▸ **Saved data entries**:
══════════════════════════════

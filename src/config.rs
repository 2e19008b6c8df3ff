use std::path::PathBuf;

use crate::flags::Flags;

pub const DEFAULT_PROMPT_VAR: &str = "MY_PROMPT";
pub const HISTORY_FILE_NAME: &str = ".labsh_history";
pub const DEFAULT_HISTORY_SIZE: usize = 1000;

/// Runtime settings resolved from the command line.
#[derive(Debug, Clone)]
pub struct Config {
    pub prompt_var: String,
    /// `None` when no home directory could be found; history is then kept in memory only.
    pub history_file: Option<PathBuf>,
    pub history_size: usize,
    pub quiet: bool,
    pub debug: bool,
}

impl Default for Config {
    fn default() -> Self {
        Config {
            prompt_var: DEFAULT_PROMPT_VAR.to_string(),
            history_file: dirs::home_dir().map(|home| home.join(HISTORY_FILE_NAME)),
            history_size: DEFAULT_HISTORY_SIZE,
            quiet: false,
            debug: false,
        }
    }
}

impl Config {
    pub fn from_flags(flags: &Flags) -> Self {
        let mut config = Config::default();
        if let Some(var) = flags.get_value("prompt-var") {
            config.prompt_var = var.clone();
        }
        config.quiet = flags.is_set("quiet");
        config.debug = flags.is_set("debug");
        config
    }

    pub fn log_level(&self) -> log::LevelFilter {
        if self.debug {
            log::LevelFilter::Debug
        } else {
            log::LevelFilter::Warn
        }
    }
}
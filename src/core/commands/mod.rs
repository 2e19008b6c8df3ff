use std::collections::BTreeMap;
use std::io::Write;
use std::path::PathBuf;

mod cd;
mod exit;
mod history;

pub use cd::CdCommand;
pub use exit::{ExitCommand, EXIT_SUCCESS};
pub use history::HistoryCommand;

use crate::core::context::Context;
use crate::core::state::ShellState;
use crate::input::Args;
use crate::process::Terminal;

#[derive(Debug)]
pub enum CommandError {
    HomeDirNotFound,
    ChangeDir { path: PathBuf, source: std::io::Error },
    IoError(std::io::Error),
}

impl std::fmt::Display for CommandError {
    fn fmt(&self, f: &mut std::fmt::Formatter<'_>) -> std::fmt::Result {
        match self {
            CommandError::HomeDirNotFound => write!(f, "cd: home directory not found"),
            CommandError::ChangeDir { path, source } => {
                write!(f, "cd: {}: {}", path.display(), source)
            }
            CommandError::IoError(err) => write!(f, "IO error: {}", err),
        }
    }
}

impl std::error::Error for CommandError {
    fn source(&self) -> Option<&(dyn std::error::Error + 'static)> {
        match self {
            CommandError::ChangeDir { source, .. } => Some(source),
            CommandError::IoError(err) => Some(err),
            _ => None,
        }
    }
}

impl From<std::io::Error> for CommandError {
    fn from(err: std::io::Error) -> Self {
        CommandError::IoError(err)
    }
}

/// Everything a builtin may touch while it runs.
pub struct Session<'a> {
    pub state: &'a mut ShellState,
    pub ctx: &'a mut dyn Context,
    pub terminal: &'a mut dyn Terminal,
    pub out: &'a mut dyn Write,
}

pub trait Command {
    fn execute(&self, args: &[String], session: &mut Session<'_>) -> Result<(), CommandError>;
}

#[derive(Clone)]
enum CommandType {
    Cd(CdCommand),
    Exit(ExitCommand),
    History(HistoryCommand),
}

impl Command for CommandType {
    fn execute(&self, args: &[String], session: &mut Session<'_>) -> Result<(), CommandError> {
        match self {
            CommandType::Cd(cmd) => cmd.execute(args, session),
            CommandType::Exit(cmd) => cmd.execute(args, session),
            CommandType::History(cmd) => cmd.execute(args, session),
        }
    }
}

/// Dispatches the shell builtins by their first token.
#[derive(Clone)]
pub struct CommandExecutor {
    commands: BTreeMap<&'static str, CommandType>,
}

impl Default for CommandExecutor {
    fn default() -> Self {
        Self::new()
    }
}

impl CommandExecutor {
    pub fn new() -> Self {
        let mut commands = BTreeMap::new();
        commands.insert("cd", CommandType::Cd(CdCommand::new()));
        commands.insert("exit", CommandType::Exit(ExitCommand::new()));
        commands.insert("history", CommandType::History(HistoryCommand::new()));
        Self { commands }
    }

    /// Runs `args` if it names a builtin.
    ///
    /// `Ok(false)` means the command is not a builtin (or `args` is empty) and
    /// should be executed externally. Errors are recoverable; the caller
    /// reports them and keeps reading input.
    pub fn execute(&self, args: &Args, session: &mut Session<'_>) -> Result<bool, CommandError> {
        let Some(name) = args.command() else {
            return Ok(false);
        };

        match self.commands.get(name) {
            Some(cmd) => {
                log::debug!("builtin {} {:?}", name, args.rest());
                cmd.execute(args.rest(), session)?;
                Ok(true)
            }
            None => Ok(false),
        }
    }
}
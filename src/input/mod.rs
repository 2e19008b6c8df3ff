pub mod parser;
pub mod prompt;

pub use parser::{cmd_parse, trim_white, Args, CommandParser};
pub use prompt::{get_prompt, DEFAULT_PROMPT};
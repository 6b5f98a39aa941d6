//! Characters used in the single-line board text.

use super::error::ConfigError;
use super::types::{Mark, Square};
use derive_getters::Getters;
use serde::{Deserialize, Serialize};

/// The three characters of the board text format.
///
/// Defaults to the glyphs drawn by the desktop UI: `×`, `￮` and a space.
#[derive(Debug, Clone, Copy, PartialEq, Eq, Getters, Serialize, Deserialize)]
pub struct SymbolSet {
    /// Character for a cross.
    #[serde(default = "default_cross")]
    cross: char,
    /// Character for a zero.
    #[serde(default = "default_zero")]
    zero: char,
    /// Character for an empty square.
    #[serde(default = "default_empty")]
    empty: char,
}

fn default_cross() -> char {
    '×'
}

fn default_zero() -> char {
    '￮'
}

fn default_empty() -> char {
    ' '
}

impl SymbolSet {
    /// Creates a symbol set, rejecting repeated characters.
    pub fn new(cross: char, zero: char, empty: char) -> Result<Self, ConfigError> {
        let set = Self { cross, zero, empty };
        set.validate()?;
        Ok(set)
    }

    /// Checks that the three characters are pairwise distinct.
    pub fn validate(&self) -> Result<(), ConfigError> {
        if self.cross == self.zero || self.cross == self.empty || self.zero == self.empty {
            return Err(ConfigError::new(format!(
                "Board symbols must be distinct, got cross={:?} zero={:?} empty={:?}",
                self.cross, self.zero, self.empty
            )));
        }
        Ok(())
    }

    /// Maps a character to the square it denotes.
    pub fn square_for(&self, symbol: char) -> Option<Square> {
        match symbol {
            c if c == self.cross => Some(Square::Occupied(Mark::Cross)),
            c if c == self.zero => Some(Square::Occupied(Mark::Zero)),
            c if c == self.empty => Some(Square::Empty),
            _ => None,
        }
    }

    /// Maps a square to its character.
    pub fn symbol_for(&self, square: Square) -> char {
        match square {
            Square::Empty => self.empty,
            Square::Occupied(Mark::Cross) => self.cross,
            Square::Occupied(Mark::Zero) => self.zero,
        }
    }
}

impl Default for SymbolSet {
    fn default() -> Self {
        Self {
            cross: default_cross(),
            zero: default_zero(),
            empty: default_empty(),
        }
    }
}
//! Terminal-state rules: completed lines and full boards.

mod draw;
mod win;

pub use draw::{is_draw, is_full};
pub use win::{WinLine, line_complete};
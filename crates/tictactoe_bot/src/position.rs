//! Named board positions.

use super::error::InvalidMoveError;
use super::types::Board;
use serde::{Deserialize, Serialize};

/// A position on the board (0-8, row-major).
///
/// Serialized as its index so callers outside Rust see plain numbers.
#[derive(
    Debug, Clone, Copy, PartialEq, Eq, Hash, PartialOrd, Ord, Serialize, Deserialize, strum::EnumIter,
)]
#[serde(into = "u8", try_from = "u8")]
pub enum Position {
    /// Top-left (position 0)
    TopLeft,
    /// Top-center (position 1)
    TopCenter,
    /// Top-right (position 2)
    TopRight,
    /// Middle-left (position 3)
    MiddleLeft,
    /// Center (position 4)
    Center,
    /// Middle-right (position 5)
    MiddleRight,
    /// Bottom-left (position 6)
    BottomLeft,
    /// Bottom-center (position 7)
    BottomCenter,
    /// Bottom-right (position 8)
    BottomRight,
}

impl Position {
    /// All 9 positions in index order.
    pub const ALL: [Position; 9] = [
        Position::TopLeft,
        Position::TopCenter,
        Position::TopRight,
        Position::MiddleLeft,
        Position::Center,
        Position::MiddleRight,
        Position::BottomLeft,
        Position::BottomCenter,
        Position::BottomRight,
    ];

    /// Corner positions in index order.
    pub const CORNERS: [Position; 4] = [
        Position::TopLeft,
        Position::TopRight,
        Position::BottomLeft,
        Position::BottomRight,
    ];

    /// Edge (non-corner, non-center) positions in index order.
    pub const EDGES: [Position; 4] = [
        Position::TopCenter,
        Position::MiddleLeft,
        Position::MiddleRight,
        Position::BottomCenter,
    ];

    /// Get label for this position (for display).
    pub fn label(&self) -> &'static str {
        match self {
            Position::TopLeft => "Top-left",
            Position::TopCenter => "Top-center",
            Position::TopRight => "Top-right",
            Position::MiddleLeft => "Middle-left",
            Position::Center => "Center",
            Position::MiddleRight => "Middle-right",
            Position::BottomLeft => "Bottom-left",
            Position::BottomCenter => "Bottom-center",
            Position::BottomRight => "Bottom-right",
        }
    }

    /// Converts position to board index (0-8).
    pub fn to_index(self) -> usize {
        self as usize
    }

    /// Creates position from board index.
    pub fn from_index(index: usize) -> Option<Self> {
        Self::ALL.get(index).copied()
    }

    /// Returns only the empty positions of `board`, in index order.
    pub fn valid_moves(board: &Board) -> Vec<Position> {
        board.empty_positions().collect()
    }
}

impl From<Position> for u8 {
    fn from(pos: Position) -> Self {
        pos.to_index() as u8
    }
}

impl TryFrom<u8> for Position {
    type Error = InvalidMoveError;

    fn try_from(value: u8) -> Result<Self, Self::Error> {
        let index = usize::from(value);
        Self::from_index(index).ok_or(InvalidMoveError::OutOfBounds { index })
    }
}

impl std::fmt::Display for Position {
    fn fmt(&self, f: &mut std::fmt::Formatter<'_>) -> std::fmt::Result {
        write!(f, "{} ({})", self.label(), self.to_index())
    }
}

#[cfg(test)]
mod tests {
    use super::*;
    use crate::types::Mark;
    use strum::IntoEnumIterator;

    #[test]
    fn test_index_round_trip_matches_iteration_order() {
        for (index, pos) in Position::iter().enumerate() {
            assert_eq!(pos.to_index(), index);
            assert_eq!(Position::from_index(index), Some(pos));
        }
        assert_eq!(Position::from_index(9), None);
    }

    #[test]
    fn test_corners_and_edges_partition_the_ring() {
        let mut ring: Vec<_> = Position::CORNERS
            .iter()
            .chain(Position::EDGES.iter())
            .copied()
            .collect();
        ring.sort();
        let expected: Vec<_> = Position::ALL
            .into_iter()
            .filter(|p| *p != Position::Center)
            .collect();
        assert_eq!(ring, expected);
    }

    #[test]
    fn test_valid_moves_filters_occupied() {
        let board = Board::new()
            .with_move(0, Mark::Cross)
            .unwrap()
            .with_move(4, Mark::Zero)
            .unwrap();
        let valid = Position::valid_moves(&board);
        assert_eq!(valid.len(), 7);
        assert!(!valid.contains(&Position::TopLeft));
        assert!(!valid.contains(&Position::Center));
        assert!(valid.contains(&Position::BottomRight));
    }

    #[test]
    fn test_serializes_as_index() {
        let json = serde_json::to_string(&Position::MiddleRight).unwrap();
        assert_eq!(json, "5");
        let back: Position = serde_json::from_str("7").unwrap();
        assert_eq!(back, Position::BottomCenter);
        assert!(serde_json::from_str::<Position>("9").is_err());
    }
}
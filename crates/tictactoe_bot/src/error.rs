//! Error types for board parsing, move application and configuration.

use super::position::Position;
use derive_more::{Display, Error, From};
use tracing::instrument;

/// Board text could not be turned into a [`Board`](crate::Board).
#[derive(Debug, Clone, PartialEq, Eq, Display, Error)]
pub enum MalformedBoardError {
    /// Text does not hold exactly nine characters.
    #[display("Board must have 9 squares, found {found}")]
    WrongLength {
        /// Number of characters found.
        found: usize,
    },

    /// A character is not one of the three board symbols.
    #[display("Unrecognized symbol {symbol:?} at square {index}")]
    UnknownSymbol {
        /// The offending character.
        symbol: char,
        /// Square index of the character.
        index: usize,
    },

    /// Mark counts cannot come from alternating play (strict mode only).
    #[display("Impossible board: {crosses} crosses against {zeros} zeros")]
    ImpossibleBalance {
        /// Number of crosses on the board.
        crosses: usize,
        /// Number of zeros on the board.
        zeros: usize,
    },
}

/// A mark was placed where it cannot go.
///
/// This signals a bug in a strategy or caller, not bad user input.
#[derive(Debug, Clone, PartialEq, Eq, Display, Error)]
pub enum InvalidMoveError {
    /// Index outside 0-8.
    #[display("Square index {index} is out of bounds (must be 0-8)")]
    OutOfBounds {
        /// The rejected index.
        index: usize,
    },

    /// The square at the position is already occupied.
    #[display("Square {position} is already occupied")]
    SquareOccupied {
        /// The occupied position.
        position: Position,
    },

    /// A strategy was asked to move on a board with no empty square.
    #[display("No empty square left to play")]
    NoEmptySquare,
}

/// Error returned by [`Bot::play`](crate::Bot::play).
#[derive(Debug, Clone, PartialEq, Eq, Display, Error, From)]
pub enum BotError {
    /// The incoming board was rejected.
    #[display("{_0}")]
    MalformedBoard(#[error(source)] MalformedBoardError),
    /// The bot produced an illegal move.
    #[display("{_0}")]
    InvalidMove(#[error(source)] InvalidMoveError),
}

/// Configuration error.
#[derive(Debug, Clone, Display, Error)]
#[display("Config error: {} at {}:{}", message, file, line)]
pub struct ConfigError {
    /// Error message.
    pub message: String,
    /// Line number where error occurred.
    pub line: u32,
    /// Source file where error occurred.
    pub file: &'static str,
}

impl ConfigError {
    /// Creates a new configuration error with caller location tracking.
    #[track_caller]
    #[instrument(skip(message))]
    pub fn new(message: impl Into<String>) -> Self {
        let loc = std::panic::Location::caller();
        Self {
            message: message.into(),
            line: loc.line(),
            file: loc.file(),
        }
    }
}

══════════════════════════════

▸ **The task**:
Repeat only the lines above, from the first line of the entries through the line that contains "in memory only.", including both ends.

▸ **Result**:
filename src/config.rs
repository 2e19008b6c8df3ff
use std::path::PathBuf;

use crate::flags::Flags;

pub const DEFAULT_PROMPT_VAR: &str = "MY_PROMPT";
pub const HISTORY_FILE_NAME: &str = ".labsh_history";
pub const DEFAULT_HISTORY_SIZE: usize = 1000;

/// Runtime settings resolved from the command line.
#[derive(Debug, Clone)]
pub struct Config {
    pub prompt_var: String,
    /// `None` when no home directory could be found; history is then kept in memory only.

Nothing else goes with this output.